Tell how many lines of the data below have the string "count" in them. Say nothing more.

◆ Dataset entries ◆
_ _ _ _ _

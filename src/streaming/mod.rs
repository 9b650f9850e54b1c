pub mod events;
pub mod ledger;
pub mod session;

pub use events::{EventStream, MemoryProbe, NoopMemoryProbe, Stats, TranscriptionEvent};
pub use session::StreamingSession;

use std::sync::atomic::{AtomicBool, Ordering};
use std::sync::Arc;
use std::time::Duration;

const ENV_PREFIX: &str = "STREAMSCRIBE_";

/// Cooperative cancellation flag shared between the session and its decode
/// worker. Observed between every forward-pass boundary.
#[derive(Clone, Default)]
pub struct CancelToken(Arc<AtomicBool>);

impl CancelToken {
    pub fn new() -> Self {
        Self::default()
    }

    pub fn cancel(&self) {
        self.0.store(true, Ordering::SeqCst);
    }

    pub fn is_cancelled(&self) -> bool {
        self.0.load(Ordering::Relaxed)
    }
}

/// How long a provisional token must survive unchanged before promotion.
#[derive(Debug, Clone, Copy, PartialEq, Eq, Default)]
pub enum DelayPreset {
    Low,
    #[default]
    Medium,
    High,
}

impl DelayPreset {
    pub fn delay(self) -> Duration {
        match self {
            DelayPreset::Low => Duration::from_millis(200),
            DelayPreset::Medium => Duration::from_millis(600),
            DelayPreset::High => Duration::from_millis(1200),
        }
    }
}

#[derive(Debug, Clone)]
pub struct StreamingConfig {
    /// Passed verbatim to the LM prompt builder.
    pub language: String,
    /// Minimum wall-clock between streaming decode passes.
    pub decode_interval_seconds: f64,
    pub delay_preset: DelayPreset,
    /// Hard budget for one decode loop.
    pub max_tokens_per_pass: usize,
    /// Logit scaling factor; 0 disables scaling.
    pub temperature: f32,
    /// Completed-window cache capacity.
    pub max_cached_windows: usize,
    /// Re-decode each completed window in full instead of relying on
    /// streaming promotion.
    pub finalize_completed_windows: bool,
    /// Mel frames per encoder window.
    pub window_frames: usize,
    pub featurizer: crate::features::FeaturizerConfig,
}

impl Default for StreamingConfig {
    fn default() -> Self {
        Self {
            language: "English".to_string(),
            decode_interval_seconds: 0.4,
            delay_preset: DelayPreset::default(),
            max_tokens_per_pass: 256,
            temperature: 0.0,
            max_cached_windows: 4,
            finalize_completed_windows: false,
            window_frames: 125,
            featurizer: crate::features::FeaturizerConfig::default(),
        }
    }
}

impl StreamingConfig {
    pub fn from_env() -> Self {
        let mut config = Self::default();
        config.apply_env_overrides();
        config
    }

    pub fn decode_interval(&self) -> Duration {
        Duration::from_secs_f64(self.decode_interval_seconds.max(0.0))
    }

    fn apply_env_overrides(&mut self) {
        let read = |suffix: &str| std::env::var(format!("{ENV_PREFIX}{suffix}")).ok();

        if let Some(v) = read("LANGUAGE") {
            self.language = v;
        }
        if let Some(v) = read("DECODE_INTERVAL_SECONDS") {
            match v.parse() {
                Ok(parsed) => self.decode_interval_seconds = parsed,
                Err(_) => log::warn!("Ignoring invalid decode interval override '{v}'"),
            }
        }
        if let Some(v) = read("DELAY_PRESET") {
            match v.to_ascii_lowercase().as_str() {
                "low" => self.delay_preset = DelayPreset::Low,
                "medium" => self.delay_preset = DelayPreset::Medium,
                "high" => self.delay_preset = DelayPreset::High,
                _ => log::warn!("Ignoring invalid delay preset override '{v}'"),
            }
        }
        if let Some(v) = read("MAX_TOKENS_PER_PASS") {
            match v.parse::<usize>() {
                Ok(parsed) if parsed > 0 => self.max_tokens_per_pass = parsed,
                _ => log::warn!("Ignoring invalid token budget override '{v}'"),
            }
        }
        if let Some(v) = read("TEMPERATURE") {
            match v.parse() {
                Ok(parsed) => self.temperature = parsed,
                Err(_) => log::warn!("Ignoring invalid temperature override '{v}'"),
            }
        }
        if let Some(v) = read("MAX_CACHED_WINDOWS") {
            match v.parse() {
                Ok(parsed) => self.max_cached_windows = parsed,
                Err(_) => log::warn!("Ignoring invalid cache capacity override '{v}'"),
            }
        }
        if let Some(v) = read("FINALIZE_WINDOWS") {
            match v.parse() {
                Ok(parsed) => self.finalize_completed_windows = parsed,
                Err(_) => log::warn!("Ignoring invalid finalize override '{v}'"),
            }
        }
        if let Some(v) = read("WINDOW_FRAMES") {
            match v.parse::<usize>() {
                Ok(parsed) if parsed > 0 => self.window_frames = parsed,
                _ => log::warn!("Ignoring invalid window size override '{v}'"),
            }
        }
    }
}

_ _ _ _ _

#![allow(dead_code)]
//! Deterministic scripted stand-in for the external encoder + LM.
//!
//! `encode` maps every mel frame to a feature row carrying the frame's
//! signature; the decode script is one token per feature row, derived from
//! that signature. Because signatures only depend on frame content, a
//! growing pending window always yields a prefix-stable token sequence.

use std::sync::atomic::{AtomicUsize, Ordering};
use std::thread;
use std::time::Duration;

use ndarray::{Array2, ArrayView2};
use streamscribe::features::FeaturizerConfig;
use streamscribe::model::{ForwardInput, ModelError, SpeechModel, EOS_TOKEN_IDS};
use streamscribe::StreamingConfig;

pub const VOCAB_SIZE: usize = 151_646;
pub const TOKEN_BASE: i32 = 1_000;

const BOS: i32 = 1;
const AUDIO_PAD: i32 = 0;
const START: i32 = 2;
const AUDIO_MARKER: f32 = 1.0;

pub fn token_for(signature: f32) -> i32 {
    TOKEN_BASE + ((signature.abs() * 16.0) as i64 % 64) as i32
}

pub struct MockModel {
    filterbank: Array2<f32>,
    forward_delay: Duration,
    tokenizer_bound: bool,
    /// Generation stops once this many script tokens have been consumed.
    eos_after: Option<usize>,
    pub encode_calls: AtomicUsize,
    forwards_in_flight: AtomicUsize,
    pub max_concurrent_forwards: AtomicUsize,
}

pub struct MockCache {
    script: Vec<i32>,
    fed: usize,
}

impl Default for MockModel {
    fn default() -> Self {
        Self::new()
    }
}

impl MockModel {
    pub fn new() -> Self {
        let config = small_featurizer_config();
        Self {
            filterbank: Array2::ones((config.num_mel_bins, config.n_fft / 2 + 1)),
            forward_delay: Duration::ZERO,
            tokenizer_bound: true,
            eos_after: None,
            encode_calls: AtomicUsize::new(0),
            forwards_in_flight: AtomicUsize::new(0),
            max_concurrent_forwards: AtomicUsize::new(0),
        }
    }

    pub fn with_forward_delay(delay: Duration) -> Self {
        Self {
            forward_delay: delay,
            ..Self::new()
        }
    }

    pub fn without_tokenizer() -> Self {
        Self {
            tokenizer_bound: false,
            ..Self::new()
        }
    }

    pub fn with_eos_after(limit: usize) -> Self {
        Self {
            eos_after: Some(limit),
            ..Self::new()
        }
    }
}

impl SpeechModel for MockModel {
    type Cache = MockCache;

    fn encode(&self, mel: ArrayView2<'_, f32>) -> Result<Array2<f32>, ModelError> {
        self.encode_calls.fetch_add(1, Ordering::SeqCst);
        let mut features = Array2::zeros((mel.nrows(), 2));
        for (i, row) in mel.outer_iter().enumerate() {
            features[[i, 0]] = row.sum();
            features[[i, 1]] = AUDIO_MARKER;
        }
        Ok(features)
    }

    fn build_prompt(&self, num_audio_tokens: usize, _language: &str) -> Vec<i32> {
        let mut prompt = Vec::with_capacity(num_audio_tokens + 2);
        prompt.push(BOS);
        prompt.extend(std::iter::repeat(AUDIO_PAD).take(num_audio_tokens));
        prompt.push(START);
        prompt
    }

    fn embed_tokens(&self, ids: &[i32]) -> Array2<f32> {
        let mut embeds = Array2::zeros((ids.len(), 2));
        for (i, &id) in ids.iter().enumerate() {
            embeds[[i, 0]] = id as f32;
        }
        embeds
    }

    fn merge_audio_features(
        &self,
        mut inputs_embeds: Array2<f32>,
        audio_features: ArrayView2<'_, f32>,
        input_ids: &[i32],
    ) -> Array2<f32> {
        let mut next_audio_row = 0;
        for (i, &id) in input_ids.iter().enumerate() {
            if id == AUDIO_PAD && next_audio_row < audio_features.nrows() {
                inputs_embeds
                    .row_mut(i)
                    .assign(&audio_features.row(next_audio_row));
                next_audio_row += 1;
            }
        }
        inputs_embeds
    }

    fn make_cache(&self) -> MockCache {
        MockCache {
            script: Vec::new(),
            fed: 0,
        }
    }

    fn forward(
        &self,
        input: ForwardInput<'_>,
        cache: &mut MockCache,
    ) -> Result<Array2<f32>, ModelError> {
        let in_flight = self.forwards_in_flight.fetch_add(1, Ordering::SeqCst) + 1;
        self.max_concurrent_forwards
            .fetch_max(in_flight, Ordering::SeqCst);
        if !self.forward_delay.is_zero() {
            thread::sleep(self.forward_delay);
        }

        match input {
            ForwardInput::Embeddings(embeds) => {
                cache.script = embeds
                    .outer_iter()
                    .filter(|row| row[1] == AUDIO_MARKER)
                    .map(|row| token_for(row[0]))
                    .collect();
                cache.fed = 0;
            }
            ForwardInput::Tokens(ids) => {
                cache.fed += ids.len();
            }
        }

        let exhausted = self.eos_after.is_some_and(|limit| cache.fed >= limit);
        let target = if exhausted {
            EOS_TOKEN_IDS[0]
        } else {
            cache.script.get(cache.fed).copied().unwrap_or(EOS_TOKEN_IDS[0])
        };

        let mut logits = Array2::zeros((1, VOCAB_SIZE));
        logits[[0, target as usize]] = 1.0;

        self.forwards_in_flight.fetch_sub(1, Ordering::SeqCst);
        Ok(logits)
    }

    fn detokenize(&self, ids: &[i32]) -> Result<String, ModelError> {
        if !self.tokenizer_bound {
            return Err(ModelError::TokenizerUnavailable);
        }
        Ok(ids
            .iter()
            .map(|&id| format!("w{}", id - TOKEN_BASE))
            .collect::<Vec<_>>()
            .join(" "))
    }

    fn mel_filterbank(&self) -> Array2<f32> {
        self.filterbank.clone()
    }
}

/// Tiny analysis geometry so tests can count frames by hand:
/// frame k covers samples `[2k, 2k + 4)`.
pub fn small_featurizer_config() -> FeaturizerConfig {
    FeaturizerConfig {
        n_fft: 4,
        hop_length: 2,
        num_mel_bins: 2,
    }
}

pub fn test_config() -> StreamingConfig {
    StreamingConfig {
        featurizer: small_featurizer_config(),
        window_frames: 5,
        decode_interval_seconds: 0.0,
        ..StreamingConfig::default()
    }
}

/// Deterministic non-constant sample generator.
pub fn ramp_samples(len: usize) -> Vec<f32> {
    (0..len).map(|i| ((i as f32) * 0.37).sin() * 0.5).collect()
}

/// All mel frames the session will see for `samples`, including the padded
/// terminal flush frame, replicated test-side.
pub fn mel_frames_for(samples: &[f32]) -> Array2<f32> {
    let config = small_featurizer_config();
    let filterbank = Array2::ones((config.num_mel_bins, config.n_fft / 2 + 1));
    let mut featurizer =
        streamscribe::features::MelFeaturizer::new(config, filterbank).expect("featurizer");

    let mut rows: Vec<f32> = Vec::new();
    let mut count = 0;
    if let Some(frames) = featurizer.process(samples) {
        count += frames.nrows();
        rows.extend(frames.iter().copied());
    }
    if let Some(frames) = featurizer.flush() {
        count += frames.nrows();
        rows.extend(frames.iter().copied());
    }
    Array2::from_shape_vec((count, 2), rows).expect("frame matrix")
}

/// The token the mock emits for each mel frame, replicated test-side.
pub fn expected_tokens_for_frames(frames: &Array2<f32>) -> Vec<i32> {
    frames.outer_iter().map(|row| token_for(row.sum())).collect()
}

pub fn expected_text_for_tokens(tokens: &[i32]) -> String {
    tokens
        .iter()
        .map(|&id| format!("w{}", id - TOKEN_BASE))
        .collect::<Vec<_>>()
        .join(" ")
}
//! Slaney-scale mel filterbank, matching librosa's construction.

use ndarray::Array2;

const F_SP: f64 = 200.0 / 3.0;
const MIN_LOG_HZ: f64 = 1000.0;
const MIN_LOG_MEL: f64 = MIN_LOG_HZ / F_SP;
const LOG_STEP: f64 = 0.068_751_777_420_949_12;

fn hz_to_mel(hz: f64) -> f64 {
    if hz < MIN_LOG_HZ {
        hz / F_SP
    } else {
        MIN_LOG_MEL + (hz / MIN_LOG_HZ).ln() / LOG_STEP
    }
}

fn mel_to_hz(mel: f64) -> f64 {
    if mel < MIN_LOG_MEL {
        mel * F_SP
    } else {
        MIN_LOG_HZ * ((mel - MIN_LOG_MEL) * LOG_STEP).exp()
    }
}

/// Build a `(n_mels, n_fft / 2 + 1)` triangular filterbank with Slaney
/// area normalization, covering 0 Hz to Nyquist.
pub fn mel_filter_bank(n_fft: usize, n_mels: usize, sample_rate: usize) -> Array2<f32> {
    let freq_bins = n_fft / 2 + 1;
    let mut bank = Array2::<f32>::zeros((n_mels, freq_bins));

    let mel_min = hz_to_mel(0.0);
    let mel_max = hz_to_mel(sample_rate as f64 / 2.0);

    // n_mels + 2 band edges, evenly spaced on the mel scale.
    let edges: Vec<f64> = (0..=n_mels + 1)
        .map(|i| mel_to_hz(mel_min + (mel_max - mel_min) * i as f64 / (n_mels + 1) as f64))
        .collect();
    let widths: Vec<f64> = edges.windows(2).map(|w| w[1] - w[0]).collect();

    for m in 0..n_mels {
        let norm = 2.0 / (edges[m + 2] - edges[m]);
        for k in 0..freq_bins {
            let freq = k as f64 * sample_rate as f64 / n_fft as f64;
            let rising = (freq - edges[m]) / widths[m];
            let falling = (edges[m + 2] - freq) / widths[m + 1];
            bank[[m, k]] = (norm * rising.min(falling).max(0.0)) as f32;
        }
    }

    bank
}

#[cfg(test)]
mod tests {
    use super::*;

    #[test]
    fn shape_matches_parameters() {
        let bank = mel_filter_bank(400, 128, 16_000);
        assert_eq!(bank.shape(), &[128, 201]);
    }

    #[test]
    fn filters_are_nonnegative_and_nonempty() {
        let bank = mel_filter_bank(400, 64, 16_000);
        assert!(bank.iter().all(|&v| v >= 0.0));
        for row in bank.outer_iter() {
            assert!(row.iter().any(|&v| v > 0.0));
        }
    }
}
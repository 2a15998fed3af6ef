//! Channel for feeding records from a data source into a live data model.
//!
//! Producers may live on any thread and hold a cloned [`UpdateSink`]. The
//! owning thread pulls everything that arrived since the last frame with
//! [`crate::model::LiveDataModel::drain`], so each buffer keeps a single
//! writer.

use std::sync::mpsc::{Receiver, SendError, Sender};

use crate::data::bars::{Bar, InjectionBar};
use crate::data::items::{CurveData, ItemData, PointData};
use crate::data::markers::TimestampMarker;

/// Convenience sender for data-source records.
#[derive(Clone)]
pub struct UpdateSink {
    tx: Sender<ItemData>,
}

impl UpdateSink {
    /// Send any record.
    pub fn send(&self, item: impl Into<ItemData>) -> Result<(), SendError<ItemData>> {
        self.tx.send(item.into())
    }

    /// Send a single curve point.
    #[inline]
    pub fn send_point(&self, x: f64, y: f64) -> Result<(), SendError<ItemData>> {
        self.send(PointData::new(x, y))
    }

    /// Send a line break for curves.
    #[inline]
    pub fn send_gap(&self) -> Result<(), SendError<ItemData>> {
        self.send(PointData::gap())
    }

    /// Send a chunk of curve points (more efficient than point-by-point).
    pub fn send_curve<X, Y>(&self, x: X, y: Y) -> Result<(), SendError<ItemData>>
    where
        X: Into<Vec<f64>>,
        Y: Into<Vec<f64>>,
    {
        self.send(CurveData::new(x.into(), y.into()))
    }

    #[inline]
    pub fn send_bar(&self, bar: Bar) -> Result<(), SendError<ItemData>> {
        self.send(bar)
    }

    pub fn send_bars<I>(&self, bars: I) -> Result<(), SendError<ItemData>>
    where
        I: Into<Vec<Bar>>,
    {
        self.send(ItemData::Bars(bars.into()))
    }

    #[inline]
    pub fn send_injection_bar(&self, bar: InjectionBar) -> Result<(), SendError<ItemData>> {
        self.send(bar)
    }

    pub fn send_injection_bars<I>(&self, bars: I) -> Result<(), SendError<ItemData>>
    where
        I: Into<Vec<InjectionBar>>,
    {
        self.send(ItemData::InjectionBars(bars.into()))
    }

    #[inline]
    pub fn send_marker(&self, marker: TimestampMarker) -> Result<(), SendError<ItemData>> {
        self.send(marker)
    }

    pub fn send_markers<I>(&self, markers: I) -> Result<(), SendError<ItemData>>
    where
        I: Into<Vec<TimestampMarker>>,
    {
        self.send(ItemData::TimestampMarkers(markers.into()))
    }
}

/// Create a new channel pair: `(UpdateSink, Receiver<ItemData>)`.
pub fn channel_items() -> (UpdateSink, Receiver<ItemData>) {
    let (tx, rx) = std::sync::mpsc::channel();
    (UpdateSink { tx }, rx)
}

_ _ _ _ _

◆ Solution for this task ◆
5